- The problem
All lines in the data that hold the word "limit" need copying.

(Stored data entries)
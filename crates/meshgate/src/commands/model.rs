//! Access-layer messages: raw sends, Generic OnOff, and a listener for
//! whatever nodes send back.

use std::sync::Arc;
use std::time::Duration;

use owo_colors::OwoColorize;
use serde::Serialize;
use tokio::sync::broadcast;

use meshgate_core::message::{GENERIC_ONOFF_SET, GENERIC_ONOFF_SET_UNACK};
use meshgate_core::{Notification, OnOffPayload, OnOffStatus, Session, Transition};

use crate::cli::{GlobalOpts, MessageKeys, ModelArgs, ModelCommand, OutputFormat, Toggle};
use crate::error::CliError;
use crate::output;

use super::util;

// ── Rendering ───────────────────────────────────────────────────────

#[derive(Debug, Serialize)]
struct OnOffView {
    address: u16,
    present: bool,
    #[serde(skip_serializing_if = "Option::is_none")]
    target: Option<bool>,
    #[serde(skip_serializing_if = "Option::is_none")]
    remaining_time: Option<u8>,
}

fn on_off(on: bool) -> &'static str {
    if on { "on" } else { "off" }
}

fn notification_text(notification: &Notification, color: bool) -> String {
    let time = chrono::Local::now().format("%H:%M:%S");
    let body = match notification {
        Notification::ModelMessage(m) => format!(
            "{} -> {} opcode {} payload {}",
            output::hex16(m.source_address),
            output::hex16(m.destination_address),
            output::opcode(m.opcode),
            output::bytes(&m.payload_bytes())
        ),
        Notification::CurrentFaults(f) => {
            let codes: Vec<u8> = f.faults.iter().map(|fault| fault.fault).collect();
            format!(
                "{} current faults (company {}, test {}): {}",
                output::hex16(f.address),
                output::hex16(f.company_id),
                output::hex8(f.test_id),
                if codes.is_empty() { "none".into() } else { output::bytes(&codes) }
            )
        }
    };
    if color {
        format!("{} {body}", time.dimmed())
    } else {
        format!("{time} {body}")
    }
}

/// One line (or one YAML document) per notification.
fn notification_line(
    notification: &Notification,
    format: &OutputFormat,
    color: bool,
) -> Result<String, CliError> {
    match format {
        OutputFormat::Table | OutputFormat::Plain => Ok(notification_text(notification, color)),
        OutputFormat::Json | OutputFormat::JsonCompact => serde_json::to_string(notification)
            .map_err(|e| CliError::Render(e.to_string())),
        OutputFormat::Yaml => serde_yaml::to_string(notification)
            .map(|doc| format!("---\n{}", doc.trim_end()))
            .map_err(|e| CliError::Render(e.to_string())),
    }
}

// ── Listening ───────────────────────────────────────────────────────

/// Print notifications until `limit` is reached, `window` elapses,
/// the session ends, or Ctrl-C.
async fn listen(
    rx: &mut broadcast::Receiver<Arc<Notification>>,
    from: Option<u16>,
    limit: Option<usize>,
    window: Option<Duration>,
    global: &GlobalOpts,
) -> Result<(), CliError> {
    let color = output::should_color(&global.color);
    let deadline = window.map(|w| tokio::time::Instant::now() + w);
    let mut seen = 0usize;

    loop {
        if limit.is_some_and(|n| seen >= n) {
            return Ok(());
        }
        let expired = async {
            match deadline {
                Some(at) => tokio::time::sleep_until(at).await,
                None => std::future::pending().await,
            }
        };
        let received = tokio::select! {
            received = rx.recv() => received,
            () = expired => return Ok(()),
            _ = tokio::signal::ctrl_c() => return Ok(()),
        };

        let notification = match received {
            Ok(n) => n,
            Err(broadcast::error::RecvError::Lagged(skipped)) => {
                tracing::warn!(skipped, "listener fell behind, messages dropped");
                continue;
            }
            Err(broadcast::error::RecvError::Closed) => return Ok(()),
        };
        if from.is_some_and(|addr| notification.source_address() != addr) {
            continue;
        }
        seen += 1;
        output::print_output(
            &notification_line(&notification, &global.output, color)?,
            global.quiet,
        );
    }
}

async fn wait_for_on_off(
    rx: &mut broadcast::Receiver<Arc<Notification>>,
    address: u16,
) -> Option<OnOffStatus> {
    loop {
        match rx.recv().await {
            Ok(notification) => {
                let Notification::ModelMessage(message) = notification.as_ref() else {
                    continue;
                };
                if message.source_address != address {
                    continue;
                }
                if let Some(status) = OnOffStatus::from_message(message) {
                    return Some(status);
                }
            }
            Err(broadcast::error::RecvError::Lagged(_)) => {}
            Err(broadcast::error::RecvError::Closed) => return None,
        }
    }
}

// ── Operations shared with the interactive shell ────────────────────

/// Set a Generic OnOff server and, unless `unack`, wait for its status.
pub async fn set_on_off(
    session: &Session,
    address: u16,
    state: Toggle,
    keys: &MessageKeys,
    transition: Option<Transition>,
    unack: bool,
    global: &GlobalOpts,
) -> Result<(), CliError> {
    let payload = OnOffPayload::new().set(state.is_on(), transition);
    let opcode = if unack {
        GENERIC_ONOFF_SET_UNACK
    } else {
        GENERIC_ONOFF_SET
    };

    // Subscribe before sending so a fast status is not missed.
    let mut rx = session.notifications();
    session
        .send_model_message(keys.subnet, keys.app_key, address, opcode, &payload)
        .await?;

    if unack {
        util::status(
            global,
            &format!("Sent {} to {}", on_off(state.is_on()), output::hex16(address)),
        );
        return Ok(());
    }

    let timeout = session.config().timeout;
    let status = match tokio::time::timeout(timeout, wait_for_on_off(&mut rx, address)).await {
        Ok(Some(status)) => status,
        Ok(None) => return Err(CliError::Cancelled),
        Err(_) => {
            return Err(CliError::Timeout {
                operation: "generic_onoff_set".into(),
                seconds: timeout.as_secs(),
            });
        }
    };

    let view = OnOffView {
        address,
        present: status.present,
        target: status.target,
        remaining_time: status.remaining_time,
    };
    let out = output::render_single(
        &global.output,
        &view,
        |v| {
            let mut line = format!("{} is {}", output::hex16(v.address), on_off(v.present));
            if let Some(target) = v.target {
                line.push_str(&format!(", moving to {}", on_off(target)));
            }
            line
        },
        |v| on_off(v.present).into(),
    )?;
    output::print_output(&out, global.quiet);
    Ok(())
}

// ── Handler ─────────────────────────────────────────────────────────

pub async fn handle(session: &Session, args: ModelArgs, global: &GlobalOpts) -> Result<(), CliError> {
    match args.command {
        ModelCommand::Send {
            address,
            opcode,
            payload,
            keys,
            listen: window,
        } => {
            let mut rx = session.notifications();
            session
                .send_model_message(keys.subnet, keys.app_key, address, opcode, &payload)
                .await?;
            util::status(
                global,
                &format!(
                    "Sent opcode {} to {} ({} payload bytes)",
                    output::opcode(opcode),
                    output::hex16(address),
                    payload.len()
                ),
            );
            match window {
                Some(secs) => {
                    listen(&mut rx, Some(address), None, Some(Duration::from_secs(secs)), global)
                        .await
                }
                None => Ok(()),
            }
        }
        ModelCommand::Onoff {
            address,
            state,
            keys,
            transition,
            delay,
            unack,
        } => {
            let transition = transition.map(|time| Transition { time, delay });
            set_on_off(session, address, state, &keys, transition, unack, global).await
        }
        ModelCommand::Listen { from, count } => {
            let mut rx = session.notifications();
            util::status(global, "Listening for model messages (Ctrl-C to stop)");
            tokio::select! {
                result = listen(&mut rx, from, count, None, global) => result,
                () = session.cancelled() => Err(CliError::Cancelled),
            }
        }
    }
}

#[cfg(test)]
#[allow(clippy::unwrap_used)]
mod tests {
    use super::*;
    use meshgate_core::ModelMessage;
    use meshgate_api::model::PayloadByte;

    fn status_message() -> Notification {
        Notification::ModelMessage(ModelMessage {
            net_index: 0,
            app_index: 0,
            source_address: 5,
            destination_address: 1,
            opcode: 0x8204,
            payload: vec![PayloadByte { byte: 1 }],
        })
    }

    #[test]
    fn text_line_shows_hex_fields() {
        let line = notification_text(&status_message(), false);
        assert!(line.ends_with("0x0005 -> 0x0001 opcode 0x8204 payload 0x01"), "{line}");
    }

    #[test]
    fn json_line_is_tagged() {
        let line = notification_line(&status_message(), &OutputFormat::Json, false).unwrap();
        let value: serde_json::Value = serde_json::from_str(&line).unwrap();
        assert_eq!(value["kind"], "model_message");
        assert_eq!(value["sourceAddress"], 5);
    }

    #[tokio::test]
    async fn on_off_wait_skips_other_sources() {
        let (tx, mut rx) = broadcast::channel(8);
        let mut other = status_message();
        if let Notification::ModelMessage(m) = &mut other {
            m.source_address = 9;
        }
        tx.send(Arc::new(other)).unwrap();
        tx.send(Arc::new(status_message())).unwrap();

        let status = wait_for_on_off(&mut rx, 5).await.unwrap();
        assert!(status.present);
    }
}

- Answer space
/// Print notifications until `limit` is reached, `window` elapses,
    limit: Option<usize>,
        if limit.is_some_and(|n| seen >= n) {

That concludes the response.